JFK, LBJ, and the Fight for Equal Opportunity in the 1960s
To begin, go to the following: Kennedy's Radio and Television Report to the American People on Civil Rights. Click "Listen to this speech" and follow the instructions for downloading and playing the audio file in the new window that opens.
Before listening and reading to the speech, print out the following t-chart.
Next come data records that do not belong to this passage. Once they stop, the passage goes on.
//! Size normalization: splitting oversized groups and packing small ones.

use tracing::debug;

use kwgroup_shared::{GroupingOptions, KeywordGroup, Relevance, ThemeKind};

use crate::naming;
use crate::themes::ThemeGroup;

/// Split `keywords` into contiguous chunks of at most `ideal` items, sized as
/// evenly as possible. Earlier chunks take the remainder.
pub(crate) fn split_evenly(keywords: Vec<String>, ideal: usize) -> Vec<Vec<String>> {
    let len = keywords.len();
    if len == 0 {
        return Vec::new();
    }

    let chunks = len.div_ceil(ideal.max(1));
    let base = len / chunks;
    let extra = len % chunks;

    let mut rest = keywords.into_iter();
    (0..chunks)
        .map(|i| {
            let size = if i < extra { base + 1 } else { base };
            rest.by_ref().take(size).collect()
        })
        .collect()
}

/// A group waiting to be packed with other small groups.
#[derive(Debug, Clone)]
pub(crate) struct Deferred {
    /// Source theme terms, in merge order.
    pub themes: Vec<String>,
    pub keywords: Vec<String>,
    pub has_core: bool,
    /// True for the leftover bucket.
    pub ungrouped: bool,
}

impl Deferred {
    fn absorb(&mut self, other: Deferred) {
        for term in other.themes {
            if !self.themes.contains(&term) {
                self.themes.push(term);
            }
        }
        self.keywords.extend(other.keywords);
        self.has_core |= other.has_core;
    }

    fn finish(self) -> KeywordGroup {
        let relevance = if self.has_core {
            Relevance::Related
        } else {
            Relevance::Wider
        };
        KeywordGroup::new(naming::combined_name(&self.themes), self.keywords, relevance)
    }
}

/// Turn theme groups into final groups where they are big enough, deferring
/// the rest (and the leftover bucket) for packing.
pub(crate) fn normalize_sizes(
    theme_groups: Vec<ThemeGroup>,
    ungrouped: Vec<String>,
    opts: &GroupingOptions,
) -> (Vec<KeywordGroup>, Vec<Deferred>) {
    let mut finished = Vec::new();
    let mut deferred = Vec::new();

    for ThemeGroup { theme, keywords } in theme_groups {
        let relevance = match theme.kind {
            ThemeKind::Core => Relevance::Core,
            ThemeKind::Related => Relevance::Related,
        };

        if keywords.len() > opts.max_group_size {
            let chunks = split_evenly(keywords, opts.ideal_chunk_size);
            let numbered = chunks.len() > 1;
            debug!(theme = %theme.term, parts = chunks.len(), "splitting oversized group");

            for (i, chunk) in chunks.into_iter().enumerate() {
                let name = if numbered {
                    naming::part_name(&theme.term, i + 1)
                } else {
                    naming::theme_name(&theme.term)
                };
                finished.push(KeywordGroup::new(name, chunk, relevance));
            }
        } else if keywords.len() >= opts.standalone_min {
            finished.push(KeywordGroup::new(
                naming::theme_name(&theme.term),
                keywords,
                relevance,
            ));
        } else {
            deferred.push(Deferred {
                themes: vec![theme.term],
                keywords,
                has_core: theme.kind == ThemeKind::Core,
                ungrouped: false,
            });
        }
    }

    if ungrouped.len() > opts.max_group_size {
        for chunk in split_evenly(ungrouped, opts.ideal_chunk_size) {
            deferred.push(leftover(chunk));
        }
    } else if !ungrouped.is_empty() {
        deferred.push(leftover(ungrouped));
    }

    (finished, deferred)
}

fn leftover(keywords: Vec<String>) -> Deferred {
    Deferred {
        themes: Vec::new(),
        keywords,
        has_core: false,
        ungrouped: true,
    }
}

/// Greedily pack deferred groups into combined groups within the size cap.
///
/// Named themes go before the leftover bucket, larger themes first.
pub(crate) fn combine_small(mut deferred: Vec<Deferred>, opts: &GroupingOptions) -> Vec<KeywordGroup> {
    deferred.sort_by_key(|d| (d.ungrouped, std::cmp::Reverse(d.keywords.len())));

    let mut items = deferred.into_iter();
    let Some(mut acc) = items.next() else {
        return Vec::new();
    };

    let mut combined = Vec::new();
    for item in items {
        if acc.keywords.len() + item.keywords.len() <= opts.max_group_size {
            acc.absorb(item);
        } else {
            combined.push(acc.finish());
            acc = item;
        }
    }
    combined.push(acc.finish());

    debug!(combined = combined.len(), "small groups packed");
    combined
}

#[cfg(test)]
mod tests {
    use super::*;
    use kwgroup_shared::Theme;

    fn words(prefix: &str, n: usize) -> Vec<String> {
        (0..n).map(|i| format!("{prefix} {i}")).collect()
    }

    fn theme_group(term: &str, kind: ThemeKind, n: usize) -> ThemeGroup {
        ThemeGroup {
            theme: Theme {
                term: term.into(),
                count: n,
                kind,
                compound: term.contains(' '),
            },
            keywords: words(term, n),
        }
    }

    #[test]
    fn split_evenly_balances_chunks() {
        let sizes: Vec<usize> = split_evenly(words("k", 60), 40).iter().map(Vec::len).collect();
        assert_eq!(sizes, vec![30, 30]);

        let sizes: Vec<usize> = split_evenly(words("k", 101), 40).iter().map(Vec::len).collect();
        assert_eq!(sizes, vec![34, 34, 33]);

        assert!(split_evenly(Vec::new(), 40).is_empty());
    }

    #[test]
    fn split_evenly_keeps_order() {
        let chunks = split_evenly(words("k", 51), 40);
        assert_eq!(chunks[0][0], "k 0");
        assert_eq!(chunks[0].last().map(String::as_str), Some("k 25"));
        assert_eq!(chunks[1][0], "k 26");
    }

    #[test]
    fn oversized_theme_is_split_into_parts() {
        let opts = GroupingOptions::default();
        let (finished, deferred) =
            normalize_sizes(vec![theme_group("loan", ThemeKind::Core, 75)], Vec::new(), &opts);

        assert!(deferred.is_empty());
        assert_eq!(finished.len(), 2);
        assert_eq!(finished[0].name, "Loan Keywords (Part 1)");
        assert_eq!(finished[1].name, "Loan Keywords (Part 2)");
        assert!(finished.iter().all(|g| g.relevance == Relevance::Core));
        assert_eq!(finished.iter().map(KeywordGroup::len).sum::<usize>(), 75);
    }

    #[test]
    fn mid_sized_theme_stands_alone() {
        let opts = GroupingOptions::default();
        let (finished, deferred) = normalize_sizes(
            vec![theme_group("mortgage", ThemeKind::Related, 15)],
            Vec::new(),
            &opts,
        );
        assert!(deferred.is_empty());
        assert_eq!(finished[0].name, "Mortgage Keywords");
        assert_eq!(finished[0].priority, 2);
    }

    #[test]
    fn small_themes_and_leftovers_are_deferred() {
        let opts = GroupingOptions::default();
        let (finished, deferred) = normalize_sizes(
            vec![theme_group("loan", ThemeKind::Core, 14)],
            words("misc", 120),
            &opts,
        );
        assert!(finished.is_empty());
        // 1 theme + 3 leftover chunks of 40
        assert_eq!(deferred.len(), 4);
        assert!(deferred[1..].iter().all(|d| d.ungrouped && d.keywords.len() == 40));
    }

    #[test]
    fn packing_respects_cap_and_order() {
        let opts = GroupingOptions::default();
        let (_, deferred) = normalize_sizes(
            vec![
                theme_group("loan", ThemeKind::Core, 10),
                theme_group("mortgage", ThemeKind::Related, 14),
                theme_group("credit", ThemeKind::Related, 12),
                theme_group("auto", ThemeKind::Related, 13),
            ],
            words("misc", 8),
            &opts,
        );
        let combined = combine_small(deferred, &opts);

        // mortgage 14 + auto 13 + credit 12 + loan 10 = 49, misc 8 overflows
        assert_eq!(combined.len(), 2);
        assert_eq!(combined[0].name, "Mixed Keywords (Mortgage, Auto)");
        assert_eq!(combined[0].len(), 49);
        assert_eq!(combined[0].relevance, Relevance::Related);
        assert_eq!(combined[1].name, "Other Keywords");
        assert_eq!(combined[1].relevance, Relevance::Wider);
    }

    #[test]
    fn packing_nothing_yields_nothing() {
        assert!(combine_small(Vec::new(), &GroupingOptions::default()).is_empty());
    }
}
As you listen to and read the speech, complete this chart by taking notes indicating the "Problems Described" and the "Solutions Proposed" by Kennedy.
- President Kennedy's Radio and Television Report to the American People on Civil Rights, Jun 11, 1963
Debating Kennedy's Speech
In groups (as instructed by your teacher), use the t-chart that you completed in the previous step to prepare for a class debate in which you address this question: Considering the speech, was President Kennedy's proposal a realistic and useful one? As you prepare, discuss the following questions as well as the larger question.
- How would you describe the way Kennedy presents his call for equality in public places to the American people? Was it a good strategy? Why or why not?
- Why did Kennedy state every American ought to have the right to be treated as he would wish to be treated, as one would wish his children to be treated? Do you agree with this statement? Why or why not?
- Why did Griffith expect problems with the opening of the film? What steps did he take to counter the anticipated criticism?
- Why does Kennedy state that changes must be made though the legal system and on the streets?
- How does Kennedy plan to enable the federal government to correct the racial injustices in public places?
- Read Johnson's Great Society Speech at the University of Michigan on May 22, 1964. As you read, outline in your own words President Johnson’s goals and the ways in which he planned on achieving those goals.
- Visit the following two web pages, at which you will listen to and read the words of Lyndon Johnson from two recorded telephone calls. At each page, follow the instructions in the slide show for listening to the audio. After listening to and reading these recordings, answer the questions below.
- Johnson Compares the War on Poverty to Abolition of Slavery
- The War on Poverty and Racial Tension in the Urban North
- Do these recordings support Johnson's goals for the Great Society?
- Why did Johnson compare the War on Poverty to the abolition of slavery?
- Describe evidence of racial tension discussed in these recordings.
- Why did Johnson talk about a need for Republican support?
- Explain the goals of his measures.